═══ Record excerpts

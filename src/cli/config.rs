use clap::{Parser, Subcommand};
use serde::{Deserialize, Serialize};

use crate::field::config::GarlicOptions;

// ============================================================================
// CLI Argument Parsing (clap derive)
// ============================================================================

#[derive(Parser, Debug)]
#[command(
    name = "garlic",
    version,
    about = "Persist form field drafts under stable, structure-derived keys"
)]
pub struct Cli {
    #[command(subcommand)]
    pub command: Commands,

    /// Verbosity level (-v, -vv, -vvv)
    #[arg(short, long, action = clap::ArgAction::Count, global = true)]
    pub verbose: u8,

    /// Directory holding the per-origin store files
    #[arg(long, global = true)]
    pub store_dir: Option<String>,

    /// Append lifecycle trace events (JSON lines) to this file
    #[arg(long, global = true)]
    pub trace: Option<String>,

    /// Path to config file (default: garlic.yaml in current dir)
    #[arg(long, global = true)]
    pub config: Option<String>,
}

#[derive(Subcommand, Debug)]
pub enum Commands {
    /// Print the storage key of every eligible field in a document
    Keys {
        /// Document snapshot: JSON file path or http(s) URL
        #[arg(long)]
        document: String,

        /// Resolve only the node matching this selector (must match exactly one)
        #[arg(long)]
        selector: Option<String>,
    },

    /// Replay a YAML script of interactions against a document
    Replay {
        /// Document snapshot: JSON file path or http(s) URL
        #[arg(long)]
        document: String,

        /// Path to the replay script YAML file
        #[arg(long)]
        script: String,
    },

    /// Inspect or edit an origin's persisted entries
    Store {
        /// Origin whose store to open (e.g. example.com)
        #[arg(long)]
        origin: Option<String>,

        #[command(subcommand)]
        action: StoreAction,
    },
}

#[derive(Subcommand, Debug, Clone, PartialEq)]
pub enum StoreAction {
    /// List every entry
    List,
    /// Print one entry
    Get { key: String },
    /// Write one entry (empty values are ignored)
    Set { key: String, value: String },
    /// Delete one entry
    Delete { key: String },
    /// Delete every entry under the garlic namespace
    Clean,
    /// Delete every entry
    Clear,
}

// ============================================================================
// Config File Model (optional YAML)
// ============================================================================

/// Optional YAML config file: `garlic.yaml`
#[derive(Debug, Clone, Serialize, Deserialize, Default)]
pub struct AppConfig {
    #[serde(default)]
    pub store: StoreConfig,
    #[serde(default)]
    pub trace: TraceConfig,
    /// Call-site options applied to every bind
    #[serde(default)]
    pub options: GarlicOptions,
}

#[derive(Debug, Clone, Serialize, Deserialize)]
pub struct StoreConfig {
    #[serde(default = "default_store_dir")]
    pub dir: String,

    /// Origin used by `store` when --origin is not given
    pub origin: Option<String>,
}

impl Default for StoreConfig {
    fn default() -> Self {
        Self {
            dir: default_store_dir(),
            origin: None,
        }
    }
}

#[derive(Debug, Clone, Serialize, Deserialize, Default)]
pub struct TraceConfig {
    pub path: Option<String>,
}

// Serde default helpers
fn default_store_dir() -> String { ".garlic".to_string() }

// ============================================================================
// Config File Loading
// ============================================================================

/// Load config from a YAML file. Returns defaults if file is missing or malformed.
pub fn load_config(path: Option<&str>) -> AppConfig {
    let config_path = path.unwrap_or("garlic.yaml");
    match std::fs::read_to_string(config_path) {
        Ok(content) => serde_yaml::from_str(&content).unwrap_or_default(),
        Err(_) => AppConfig::default(),
    }
}

// ============================================================================
// Resolution (CLI flag > config file > default)
// ============================================================================

pub fn resolve_store_dir<'a>(cli: &'a Cli, config: &'a AppConfig) -> &'a str {
    cli.store_dir.as_deref().unwrap_or(&config.store.dir)
}

pub fn resolve_trace_path<'a>(cli: &'a Cli, config: &'a AppConfig) -> Option<&'a str> {
    cli.trace.as_deref().or(config.trace.path.as_deref())
}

══════

* **Task**
Return all of the data above verbatim.

* **Final answer**
filename src/cli/config.rs
use clap::{Parser, Subcommand};
use serde::{Deserialize, Serialize};

use crate::field::config::GarlicOptions;

// ============================================================================
// CLI Argument Parsing (clap derive)
// ============================================================================

#[derive(Parser, Debug)]
#[command(
    name = "garlic",
    version,
    about = "Persist form field drafts under stable, structure-derived keys"
)]
pub struct Cli {
    #[command(subcommand)]
    pub command: Commands,

    /// Verbosity level (-v, -vv, -vvv)
    #[arg(short, long, action = clap::ArgAction::Count, global = true)]
    pub verbose: u8,

    /// Directory holding the per-origin store files
    #[arg(long, global = true)]
    pub store_dir: Option<String>,

    /// Append lifecycle trace events (JSON lines) to this file
    #[arg(long, global = true)]
    pub trace: Option<String>,

    /// Path to config file (default: garlic.yaml in current dir)
    #[arg(long, global = true)]
    pub config: Option<String>,
}

#[derive(Subcommand, Debug)]
pub enum Commands {
    /// Print the storage key of every eligible field in a document
    Keys {
        /// Document snapshot: JSON file path or http(s) URL
        #[arg(long)]
        document: String,

        /// Resolve only the node matching this selector (must match exactly one)
        #[arg(long)]
        selector: Option<String>,
    },

    /// Replay a YAML script of interactions against a document
    Replay {
        /// Document snapshot: JSON file path or http(s) URL
        #[arg(long)]
        document: String,

        /// Path to the replay script YAML file
        #[arg(long)]
        script: String,
    },

    /// Inspect or edit an origin's persisted entries
    Store {
        /// Origin whose store to open (e.g. example.com)
        #[arg(long)]
        origin: Option<String>,

        #[command(subcommand)]
        action: StoreAction,
    },
}

#[derive(Subcommand, Debug, Clone, PartialEq)]
pub enum StoreAction {
    /// List every entry
    List,
    /// Print one entry
    Get { key: String },
    /// Write one entry (empty values are ignored)
    Set { key: String, value: String },
    /// Delete one entry
    Delete { key: String },
    /// Delete every entry under the garlic namespace
    Clean,
    /// Delete every entry
    Clear,
}

// ============================================================================
// Config File Model (optional YAML)
// ============================================================================

/// Optional YAML config file: `garlic.yaml`
#[derive(Debug, Clone, Serialize, Deserialize, Default)]
pub struct AppConfig {
    #[serde(default)]
    pub store: StoreConfig,
    #[serde(default)]
    pub trace: TraceConfig,
    /// Call-site options applied to every bind
    #[serde(default)]
    pub options: GarlicOptions,
}

#[derive(Debug, Clone, Serialize, Deserialize)]
pub struct StoreConfig {
    #[serde(default = "default_store_dir")]
    pub dir: String,

    /// Origin used by `store` when --origin is not given
    pub origin: Option<String>,
}

impl Default for StoreConfig {
    fn default() -> Self {
        Self {
            dir: default_store_dir(),
            origin: None,
        }
    }
}

#[derive(Debug, Clone, Serialize, Deserialize, Default)]
pub struct TraceConfig {
    pub path: Option<String>,
}

// Serde default helpers
fn default_store_dir() -> String { ".garlic".to_string() }

// ============================================================================
// Config File Loading
// ============================================================================

/// Load config from a YAML file. Returns defaults if file is missing or malformed.
pub fn load_config(path: Option<&str>) -> AppConfig {
    let config_path = path.unwrap_or("garlic.yaml");
    match std::fs::read_to_string(config_path) {
        Ok(content) => serde_yaml::from_str(&content).unwrap_or_default(),
        Err(_) => AppConfig::default(),
    }
}

// ============================================================================
// Resolution (CLI flag > config file > default)
// ============================================================================

pub fn resolve_store_dir<'a>(cli: &'a Cli, config: &'a AppConfig) -> &'a str {
    cli.store_dir.as_deref().unwrap_or(&config.store.dir)
}

pub fn resolve_trace_path<'a>(cli: &'a Cli, config: &'a AppConfig) -> Option<&'a str> {
    cli.trace.as_deref().or(config.trace.path.as_deref())
}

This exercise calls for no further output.